La presse américaine s’interroge sur les suites politiques des marches anti-armes
La presse américaine s’interroge sur les suites politiques des marches anti-armes
Par Stéphanie Le Bars (Washington, correspondance)
Des centaines de milliers de personnes ont défilé samedi, maintenant au premier plan le sujet du contrôle des armes. Mais l’effet du mouvement sur les élections de novembre reste incertain.
Après la mobilisation et l’émotion, les questions. La Marche pour nos vies qui a rassemblé des centaines de milliers de personnes dans plusieurs villes des Etats-Unis, samedi 24 mars, trouvera-t-elle un second souffle politique ? La presse américaine a abondamment relaté les manifestations qui, pour la première fois dans l’histoire du pays, sont parvenues à réunir sur un mot d’ordre d’ordinaire clivant : le contrôle des armes.
Le pays a partagé les larmes d’Emma Gonzalez, la lycéenne devenue l’une des efficaces porte-voix des jeunes de Parkland (Floride), lieu de la tuerie qui en février a réveillé le mouvement anti-armes. Comme le relate le Washington Post, les longues minutes de silence qu’elle a imposées à l’immense foule rassemblée devant le Capitole, à Washington, resteront comme l’un des « moments qui a bouleversé la nation », « le rappel que les instants les plus forts peuvent être ceux sur lesquels on n’essaye pas de mettre des mots ».

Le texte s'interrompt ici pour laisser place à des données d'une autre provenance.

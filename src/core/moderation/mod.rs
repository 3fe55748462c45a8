// Core moderation module - submit/poll workflow and result interpretation.
// Following the same pattern as the batch module.

pub mod moderation_models;
pub mod moderation_service;

pub use moderation_models::*;
pub use moderation_service::*;
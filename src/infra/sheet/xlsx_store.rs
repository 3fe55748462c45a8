use calamine::{open_workbook, Data, Reader, Xlsx};
use rust_xlsxwriter::Workbook;
use std::path::Path;

use crate::core::batch::{SampleSheet, SampleSheetStore, SheetError};

/// Reads and writes `.xlsx` workbooks. Only the first worksheet is used.
///
/// Cells are normalized to strings on load. On save, anything that parses as
/// a number is written as a numeric cell so the rejection-rate column stays
/// numeric in the output workbook.
#[derive(Debug, Default, Clone)]
pub struct XlsxSheetStore;

impl XlsxSheetStore {
    pub fn new() -> Self {
        Self
    }

    fn cell_to_string(cell: &Data) -> String {
        match cell {
            Data::Empty => String::new(),
            other => other.to_string(),
        }
    }
}

impl SampleSheetStore for XlsxSheetStore {
    fn load(&self, path: &Path) -> Result<SampleSheet, SheetError> {
        let mut workbook: Xlsx<_> =
            open_workbook(path).map_err(|e: calamine::XlsxError| SheetError::Open(e.to_string()))?;

        let sheet_name = workbook
            .sheet_names()
            .first()
            .cloned()
            .ok_or(SheetError::NoWorksheet)?;

        let range = workbook
            .worksheet_range(&sheet_name)
            .map_err(|e| SheetError::Open(e.to_string()))?;

        let mut rows = range.rows();
        let headers: Vec<String> = rows
            .next()
            .ok_or(SheetError::Empty)?
            .iter()
            .map(Self::cell_to_string)
            .collect();

        let rows = rows
            .map(|row| {
                let mut cells: Vec<String> = row.iter().map(Self::cell_to_string).collect();
                // calamine trims trailing empties; keep rows rectangular.
                cells.resize(headers.len(), String::new());
                cells
            })
            .collect();

        Ok(SampleSheet { headers, rows })
    }

    fn save(&self, sheet: &SampleSheet, path: &Path) -> Result<(), SheetError> {
        let mut workbook = Workbook::new();
        let worksheet = workbook.add_worksheet();

        for (col, header) in sheet.headers.iter().enumerate() {
            worksheet
                .write_string(0, col as u16, header)
                .map_err(|e| SheetError::Write(e.to_string()))?;
        }

        for (r, row) in sheet.rows.iter().enumerate() {
            for (c, cell) in row.iter().enumerate() {
                let row_idx = (r + 1) as u32;
                let col_idx = c as u16;
                if let Ok(value) = cell.parse::<f64>() {
                    worksheet
                        .write_number(row_idx, col_idx, value)
                        .map_err(|e| SheetError::Write(e.to_string()))?;
                } else {
                    worksheet
                        .write_string(row_idx, col_idx, cell)
                        .map_err(|e| SheetError::Write(e.to_string()))?;
                }
            }
        }

        workbook
            .save(path)
            .map_err(|e| SheetError::Write(e.to_string()))
    }
}

#[cfg(test)]
mod tests {
    use super::*;

    fn sample_sheet() -> SampleSheet {
        SampleSheet {
            headers: vec!["Données à tester".to_string(), "Status".to_string()],
            rows: vec![
                vec!["bonjour".to_string(), "validated".to_string()],
                vec!["50".to_string(), "rejected".to_string()],
            ],
        }
    }

    #[test]
    fn test_round_trip_preserves_headers_and_cells() {
        let dir = tempfile::tempdir().unwrap();
        let path = dir.path().join("result.xlsx");
        let store = XlsxSheetStore::new();

        store.save(&sample_sheet(), &path).unwrap();
        let loaded = store.load(&path).unwrap();

        assert_eq!(loaded, sample_sheet());
    }

    #[test]
    fn test_save_overwrites_existing_file() {
        let dir = tempfile::tempdir().unwrap();
        let path = dir.path().join("result.xlsx");
        let store = XlsxSheetStore::new();

        store.save(&sample_sheet(), &path).unwrap();

        let smaller = SampleSheet {
            headers: vec!["Only".to_string()],
            rows: vec![vec!["one".to_string()]],
        };
        store.save(&smaller, &path).unwrap();

        let loaded = store.load(&path).unwrap();
        assert_eq!(loaded, smaller);
    }

    #[test]
    fn test_load_missing_file_is_an_open_error() {
        let store = XlsxSheetStore::new();
        let err = store.load(Path::new("no-such-file.xlsx")).unwrap_err();
        assert!(matches!(err, SheetError::Open(_)));
    }
}
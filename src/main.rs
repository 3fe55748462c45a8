// This is the entry point of the moderation batch client.
//
// **Architecture Overview:**
// - `core/` = Business logic (submit/poll workflow, scoring, batch runner)
// - `infra/` = Implementations of core traits (Eden AI HTTP client, xlsx I/O)
// - `cli/` = Interactive adapter (menu, prompts, result printing)
//
// This file's job is to:
// 1. Load configuration
// 2. Initialize services (dependency injection)
// 3. Hand off to the interactive menu

// These attrs point each module declaration at a more descriptive root file
// so we don't end up with half a dozen mod.rs files that all look the same.
#[path = "cli/cli_layer.rs"]
mod cli;
#[path = "core/core_layer.rs"]
mod core;
#[path = "infra/infra_layer.rs"]
mod infra;

use std::time::Duration;

use crate::core::batch::BatchService;
use crate::core::moderation::{ModerationService, PollConfig, DEFAULT_REJECTION_THRESHOLD};
use crate::infra::moderation::{EdenApiClient, EdenApiConfig};
use crate::infra::sheet::XlsxSheetStore;

#[tokio::main]
async fn main() {
    // Initialize logging so we can see what's happening
    tracing_subscriber::fmt::init();

    // Load environment variables from .env file (if it exists)
    dotenv::dotenv().ok();

    let api_key = std::env::var("API_KEY")
        .expect("Missing API_KEY environment variable! Create a .env file with your Eden AI key.");
    let submit_url =
        std::env::var("API_URL_POST").expect("Missing API_URL_POST environment variable!");
    let result_url_template =
        std::env::var("API_URL_GET").expect("Missing API_URL_GET environment variable!");

    // Optional tuning knobs with sensible defaults.
    let poll_interval_secs = std::env::var("MODERATION_POLL_INTERVAL_SECS")
        .ok()
        .and_then(|v| v.parse::<u64>().ok())
        .unwrap_or(5);
    let poll_max_attempts = std::env::var("MODERATION_POLL_MAX_ATTEMPTS")
        .ok()
        .and_then(|v| v.parse::<u32>().ok())
        .unwrap_or(60);
    let rejection_threshold = std::env::var("MODERATION_REJECTION_THRESHOLD")
        .ok()
        .and_then(|v| v.parse::<f64>().ok())
        .unwrap_or(DEFAULT_REJECTION_THRESHOLD);

    // ========================================================================
    // DEPENDENCY INJECTION
    // ========================================================================
    // Create our services with their dependencies.
    // This is the "composition root" where we wire everything together.

    let config = EdenApiConfig {
        api_key,
        submit_url,
        result_url_template,
    };
    let client = EdenApiClient::new(config).expect("Failed to create Eden AI client");

    let poll = PollConfig {
        interval: Duration::from_secs(poll_interval_secs),
        max_attempts: poll_max_attempts,
    };
    let moderation = ModerationService::with_config(client, poll, rejection_threshold);
    let batch = BatchService::new(moderation.clone(), XlsxSheetStore::new());

    cli::menu::run(&moderation, &batch).await;
}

Pour autant, les éditorialistes s’interrogent sur les effets à court terme de ce succès. Certains semblent penser que « quelque chose » est en train de se passer. Comme le constate Vox, les jeunes de Parkland, et les manifestants avec eux, demandent des changements régulièrement plébiscités par l’opinion publique : plus de contrôle sur les ventes, interdiction des armes de guerre, restrictions pour les personnes souffrant de troubles psychiques.
Mais les lois ne suivent pas car « le contrôle des armes n’est pas une priorité pour les électeurs, alors qu’au contraire les opposants en font un critère de choix lors du vote ». Or, poursuit le magazine, « si le succès n’est pas garanti », on voit aujourd’hui « un mouvement totalement dédié à ce sujet, ce qui pourrait influencer le vote de certains Américains ».
« Risques et périls »
L’analyse est partagée par le New York Times pour qui la détermination des rassemblements anti-armes de ce week-end montre que « le sujet de la violence des armes ne va pas disparaître du paysage pour les élections de mi-mandat en novembre ». Ce nouveau contexte pourrait même mettre « des candidats républicains sur la défensive pour la première fois depuis des décennies ».

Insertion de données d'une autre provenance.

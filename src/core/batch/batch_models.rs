// Batch domain models - the in-memory sheet and its storage port.
//
// Cell values are kept as display strings; the store decides how to type
// them when writing.

use std::path::Path;
use thiserror::Error;

#[derive(Debug, Error)]
pub enum SheetError {
    #[error("failed to open spreadsheet: {0}")]
    Open(String),

    #[error("spreadsheet has no worksheets")]
    NoWorksheet,

    #[error("spreadsheet has no header row")]
    Empty,

    #[error("failed to write spreadsheet: {0}")]
    Write(String),
}

/// One tabular sheet: a header row plus data rows. Every row has exactly
/// `headers.len()` cells.
#[derive(Debug, Clone, Default, PartialEq)]
pub struct SampleSheet {
    pub headers: Vec<String>,
    pub rows: Vec<Vec<String>>,
}

impl SampleSheet {
    /// Index of the column with this exact header, if present.
    pub fn column_index(&self, header: &str) -> Option<usize> {
        self.headers.iter().position(|h| h == header)
    }

    /// Append a column with a default cell value in every row. Returns the
    /// new column's index.
    pub fn push_column(&mut self, header: &str, default: &str) -> usize {
        self.headers.push(header.to_string());
        for row in &mut self.rows {
            row.push(default.to_string());
        }
        self.headers.len() - 1
    }
}

/// Trait for loading and saving sample sheets.
///
/// Following the same pattern as ModerationApi in the moderation module.
pub trait SampleSheetStore: Send + Sync {
    fn load(&self, path: &Path) -> Result<SampleSheet, SheetError>;

    fn save(&self, sheet: &SampleSheet, path: &Path) -> Result<(), SheetError>;
}

// Blanket implementation for Arc<S>
// This allows sharing one store between the batch service and anything that
// wants to inspect what was written (tests do).
impl<S: SampleSheetStore> SampleSheetStore for std::sync::Arc<S> {
    fn load(&self, path: &Path) -> Result<SampleSheet, SheetError> {
        (**self).load(path)
    }

    fn save(&self, sheet: &SampleSheet, path: &Path) -> Result<(), SheetError> {
        (**self).save(sheet, path)
    }
}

Selon le quotidien, républicains et démocrates reconnaissent que « la question des armes est en train de devenir un point de ralliement important pour les électeurs anti-Trump et pour ceux qui en ont assez de l’immobilisme de Washington face aux fusillades de masse ».

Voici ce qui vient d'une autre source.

// Moderation service - core business logic for the submit/poll workflow.
//
// This service handles:
// - Submitting a text sample to the moderation API (via the port trait)
// - Polling for the asynchronous result at a fixed interval
// - Interpreting a completed payload against the rejection threshold
//
// NO HTTP dependencies here - just pure domain logic.

use super::moderation_models::{
    ExecutionHandle, JobStatus, ModerationReport, PollResponse, RowOutcome, SampleStatus,
};
use async_trait::async_trait;
use std::time::Duration;
use thiserror::Error;

/// Cutoff applied when no explicit threshold is configured.
pub const DEFAULT_REJECTION_THRESHOLD: f64 = 0.2;

// ============================================================================
// ERRORS
// ============================================================================

#[derive(Debug, Error)]
pub enum ModerationError {
    #[error("no execution id in submit response")]
    Submission,

    #[error("moderation failed: {payload}")]
    Failed { payload: serde_json::Value },

    #[error("unexpected moderation status: {status}")]
    UnexpectedStatus { status: String },

    #[error("moderation still processing after {attempts} poll attempts")]
    PollTimeout { attempts: u32 },

    #[error("moderation API error: {0}")]
    Http(String),

    #[error("failed to decode moderation response: {0}")]
    Decode(String),
}

// ============================================================================
// API TRAIT (PORT)
// ============================================================================

/// Trait for the two calls the moderation API exposes. One HTTP request per
/// call; the polling loop lives in the service, not the implementation.
#[async_trait]
pub trait ModerationApi: Send + Sync {
    /// Submit a text sample. Returns the handle used to poll for the result.
    async fn submit_text(&self, text: &str) -> Result<ExecutionHandle, ModerationError>;

    /// Fetch the current state of a submitted job.
    async fn fetch_result(&self, handle: &ExecutionHandle)
        -> Result<PollResponse, ModerationError>;
}

// ============================================================================
// CORE SERVICE
// ============================================================================

/// How the result endpoint is polled.
///
/// The wait is bounded: a job stuck on `processing` fails with
/// `ModerationError::PollTimeout` once `max_attempts` fetches have been made,
/// rather than polling forever. There is no backoff growth between attempts.
#[derive(Debug, Clone)]
pub struct PollConfig {
    pub interval: Duration,
    pub max_attempts: u32,
}

impl Default for PollConfig {
    fn default() -> Self {
        Self {
            interval: Duration::from_secs(5),
            max_attempts: 60,
        }
    }
}

/// Moderation service: submit, wait for a terminal status, score the result.
#[derive(Clone)]
pub struct ModerationService<M: ModerationApi> {
    api: M,
    poll: PollConfig,
    rejection_threshold: f64,
}

impl<M: ModerationApi> ModerationService<M> {
    /// Create a service with the default poll settings and threshold.
    pub fn new(api: M) -> Self {
        Self::with_config(api, PollConfig::default(), DEFAULT_REJECTION_THRESHOLD)
    }

    pub fn with_config(api: M, poll: PollConfig, rejection_threshold: f64) -> Self {
        Self {
            api,
            poll,
            rejection_threshold,
        }
    }

    /// Submit a text sample and block until the job reaches a terminal state.
    pub async fn moderate(&self, text: &str) -> Result<ModerationReport, ModerationError> {
        let handle = self.api.submit_text(text).await?;
        tracing::debug!(handle = %handle, "text submitted for moderation");
        self.wait_for_result(&handle).await
    }

    /// Poll the result endpoint at a fixed interval until the job succeeds,
    /// fails, or the attempt bound runs out.
    async fn wait_for_result(
        &self,
        handle: &ExecutionHandle,
    ) -> Result<ModerationReport, ModerationError> {
        for attempt in 1..=self.poll.max_attempts {
            let response = self.api.fetch_result(handle).await?;

            match response.status {
                JobStatus::Succeeded => return Ok(response.report),
                JobStatus::Failed => {
                    return Err(ModerationError::Failed {
                        payload: response.raw,
                    })
                }
                JobStatus::Processing => {
                    tracing::debug!(handle = %handle, attempt, "moderation still processing");
                    tokio::time::sleep(self.poll.interval).await;
                }
                JobStatus::Other(status) => {
                    return Err(ModerationError::UnexpectedStatus { status })
                }
            }
        }

        Err(ModerationError::PollTimeout {
            attempts: self.poll.max_attempts,
        })
    }

    /// Score a completed report using the configured threshold.
    pub fn interpret(&self, report: &ModerationReport) -> RowOutcome {
        interpret(report, self.rejection_threshold)
    }

    /// Full cycle for one sample: submit, wait, score.
    pub async fn moderate_and_interpret(
        &self,
        text: &str,
    ) -> Result<RowOutcome, ModerationError> {
        let report = self.moderate(text).await?;
        Ok(self.interpret(&report))
    }
}

/// Score a completed moderation payload against a rejection threshold.
///
/// Only the first entry of the results list is considered. The dominant
/// category is picked with a strict `>` comparison, so on a tied maximum the
/// first item seen wins.
pub fn interpret(report: &ModerationReport, rejection_threshold: f64) -> RowOutcome {
    let Some(entries) = report.text_moderation.as_ref() else {
        // Payload without a text-moderation section. Renders as "success".
        return RowOutcome {
            rejection_percentage: 0.0,
            category: "Unknown".to_string(),
            status: SampleStatus::NoModerationData,
        };
    };

    let Some(entry) = entries.first() else {
        // Section present but empty. Renders as "succeeded".
        return RowOutcome {
            rejection_percentage: 0.0,
            category: "Unknown".to_string(),
            status: SampleStatus::EmptyResults,
        };
    };

    let status = if entry.nsfw_likelihood_score >= rejection_threshold {
        SampleStatus::Rejected
    } else {
        SampleStatus::Validated
    };

    let mut highest_category = "Unknown".to_string();
    let mut highest_score = 0.0;
    for item in &entry.items {
        if item.likelihood_score > highest_score {
            highest_category = item.category.clone();
            highest_score = item.likelihood_score;
        }
    }

    RowOutcome {
        rejection_percentage: entry.nsfw_likelihood_score * 100.0,
        category: highest_category,
        status,
    }
}

// ============================================================================
// TESTS
// ============================================================================

#[cfg(test)]
mod tests {
    use super::*;
    use crate::core::moderation::{ModerationEntry, ModerationItem};
    use std::collections::VecDeque;
    use std::sync::atomic::{AtomicUsize, Ordering};
    use std::sync::{Arc, Mutex};

    /// Mock API that replays a scripted sequence of poll responses.
    struct ScriptedApi {
        responses: Mutex<VecDeque<PollResponse>>,
        fetches: Arc<AtomicUsize>,
    }

    impl ScriptedApi {
        fn new(responses: Vec<PollResponse>) -> (Self, Arc<AtomicUsize>) {
            let fetches = Arc::new(AtomicUsize::new(0));
            (
                Self {
                    responses: Mutex::new(responses.into()),
                    fetches: Arc::clone(&fetches),
                },
                fetches,
            )
        }
    }

    #[async_trait]
    impl ModerationApi for ScriptedApi {
        async fn submit_text(&self, _text: &str) -> Result<ExecutionHandle, ModerationError> {
            Ok(ExecutionHandle::new("exec-123"))
        }

        async fn fetch_result(
            &self,
            _handle: &ExecutionHandle,
        ) -> Result<PollResponse, ModerationError> {
            self.fetches.fetch_add(1, Ordering::SeqCst);
            self.responses
                .lock()
                .unwrap()
                .pop_front()
                .ok_or_else(|| ModerationError::Http("mock ran out of responses".to_string()))
        }
    }

    fn processing() -> PollResponse {
        PollResponse {
            status: JobStatus::Processing,
            report: ModerationReport {
                text_moderation: None,
            },
            raw: serde_json::json!({"content": {"status": "processing"}}),
        }
    }

    fn succeeded(score: f64) -> PollResponse {
        PollResponse {
            status: JobStatus::Succeeded,
            report: report_with_score(score),
            raw: serde_json::json!({"content": {"status": "succeeded"}}),
        }
    }

    fn report_with_score(score: f64) -> ModerationReport {
        ModerationReport {
            text_moderation: Some(vec![ModerationEntry {
                nsfw_likelihood_score: score,
                items: vec![ModerationItem {
                    category: "Toxic".to_string(),
                    likelihood_score: score,
                }],
            }]),
        }
    }

    fn service_with(api: ScriptedApi) -> ModerationService<ScriptedApi> {
        ModerationService::with_config(
            api,
            PollConfig {
                interval: Duration::from_secs(5),
                max_attempts: 60,
            },
            DEFAULT_REJECTION_THRESHOLD,
        )
    }

    #[tokio::test(start_paused = true)]
    async fn test_poll_returns_after_two_intervals() {
        let (api, fetches) = ScriptedApi::new(vec![processing(), processing(), succeeded(0.5)]);
        let service = service_with(api);

        let started = tokio::time::Instant::now();
        let report = service.moderate("sample").await.unwrap();

        // Two processing responses -> exactly two sleeps before the result.
        assert_eq!(started.elapsed(), Duration::from_secs(10));
        assert_eq!(fetches.load(Ordering::SeqCst), 3);
        assert!(report.text_moderation.is_some());
    }

    #[tokio::test]
    async fn test_failed_status_carries_payload() {
        let raw = serde_json::json!({"content": {"status": "failed", "error": "boom"}});
        let (api, _) = ScriptedApi::new(vec![PollResponse {
            status: JobStatus::Failed,
            report: ModerationReport {
                text_moderation: None,
            },
            raw: raw.clone(),
        }]);
        let service = service_with(api);

        let err = service.moderate("sample").await.unwrap_err();
        match err {
            ModerationError::Failed { payload } => assert_eq!(payload, raw),
            other => panic!("expected Failed, got {other:?}"),
        }
    }

    #[tokio::test]
    async fn test_unrecognized_status_is_an_error() {
        let (api, _) = ScriptedApi::new(vec![PollResponse {
            status: JobStatus::Other("weird".to_string()),
            report: ModerationReport {
                text_moderation: None,
            },
            raw: serde_json::json!({}),
        }]);
        let service = service_with(api);

        let err = service.moderate("sample").await.unwrap_err();
        match err {
            ModerationError::UnexpectedStatus { status } => assert_eq!(status, "weird"),
            other => panic!("expected UnexpectedStatus, got {other:?}"),
        }
    }

    #[tokio::test(start_paused = true)]
    async fn test_poll_bound_stops_a_stuck_job() {
        let (api, fetches) = ScriptedApi::new(vec![processing(), processing(), processing()]);
        let service = ModerationService::with_config(
            api,
            PollConfig {
                interval: Duration::from_secs(5),
                max_attempts: 3,
            },
            DEFAULT_REJECTION_THRESHOLD,
        );

        let err = service.moderate("sample").await.unwrap_err();
        assert!(matches!(err, ModerationError::PollTimeout { attempts: 3 }));
        assert_eq!(fetches.load(Ordering::SeqCst), 3);
    }

    #[test]
    fn test_interpret_rejects_at_threshold() {
        let outcome = interpret(&report_with_score(0.5), 0.2);
        assert_eq!(outcome.status, SampleStatus::Rejected);
        assert_eq!(outcome.rejection_percentage, 50.0);
    }

    #[test]
    fn test_interpret_validates_below_threshold() {
        let outcome = interpret(&report_with_score(0.1), 0.2);
        assert_eq!(outcome.status, SampleStatus::Validated);
        assert!((outcome.rejection_percentage - 10.0).abs() < 1e-9);
        assert_eq!(outcome.category, "Toxic");
    }

    #[test]
    fn test_interpret_tie_keeps_first_maximum() {
        let report = ModerationReport {
            text_moderation: Some(vec![ModerationEntry {
                nsfw_likelihood_score: 0.9,
                items: vec![
                    ModerationItem {
                        category: "A".to_string(),
                        likelihood_score: 0.3,
                    },
                    ModerationItem {
                        category: "B".to_string(),
                        likelihood_score: 0.9,
                    },
                    ModerationItem {
                        category: "C".to_string(),
                        likelihood_score: 0.9,
                    },
                ],
            }]),
        };

        let outcome = interpret(&report, 0.2);
        assert_eq!(outcome.category, "B");
    }

    #[test]
    fn test_interpret_no_items_defaults_to_unknown() {
        let report = ModerationReport {
            text_moderation: Some(vec![ModerationEntry {
                nsfw_likelihood_score: 0.05,
                items: vec![],
            }]),
        };

        let outcome = interpret(&report, 0.2);
        assert_eq!(outcome.category, "Unknown");
        assert_eq!(outcome.status, SampleStatus::Validated);
    }

    #[test]
    fn test_interpret_missing_section_renders_success() {
        let report = ModerationReport {
            text_moderation: None,
        };

        let outcome = interpret(&report, 0.2);
        assert_eq!(outcome.rejection_percentage, 0.0);
        assert_eq!(outcome.category, "Unknown");
        // Literal "success", distinct from the empty-results "succeeded".
        assert_eq!(outcome.status.to_string(), "success");
    }

    #[test]
    fn test_interpret_empty_results_renders_succeeded() {
        let report = ModerationReport {
            text_moderation: Some(vec![]),
        };

        let outcome = interpret(&report, 0.2);
        assert_eq!(outcome.rejection_percentage, 0.0);
        assert_eq!(outcome.category, "Unknown");
        assert_eq!(outcome.status.to_string(), "succeeded");
    }

    #[test]
    fn test_status_labels_are_stable() {
        assert_eq!(SampleStatus::Validated.to_string(), "validated");
        assert_eq!(SampleStatus::Rejected.to_string(), "rejected");
        assert_eq!(SampleStatus::Error.to_string(), "Error");
    }
}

Ainsi, le gouverneur républicain de l’Ohio, John Kasich, a estimé dimanche sur CNN que les électeurs « voulaient des changements » ; ajoutant que les républicains qui l’ignoreraient « le feraient à leurs risques et périls ».
Mais pour le quotidien USA Today, le pari des jeunes de Parkland n’est pas gagné. En dépit des promesses des orateurs qui, lors de la Marche, ont invité les manifestants à poursuivre « la révolution » dans les urnes, « ce ne sera pas facile d’ouvrir la voie ».
La bataille du mouvement «#NeverAgain ne fait que commencer, estime le journal, qui prédit que beaucoup se jouera désormais « au niveau local, en maintenant la pression sur les élus ». Il rappelle aussi la force de la National Rifle association (NRA) qui depuis des années « a ralenti ou détruit tous les efforts » pour améliorer le contrôle sur les armes.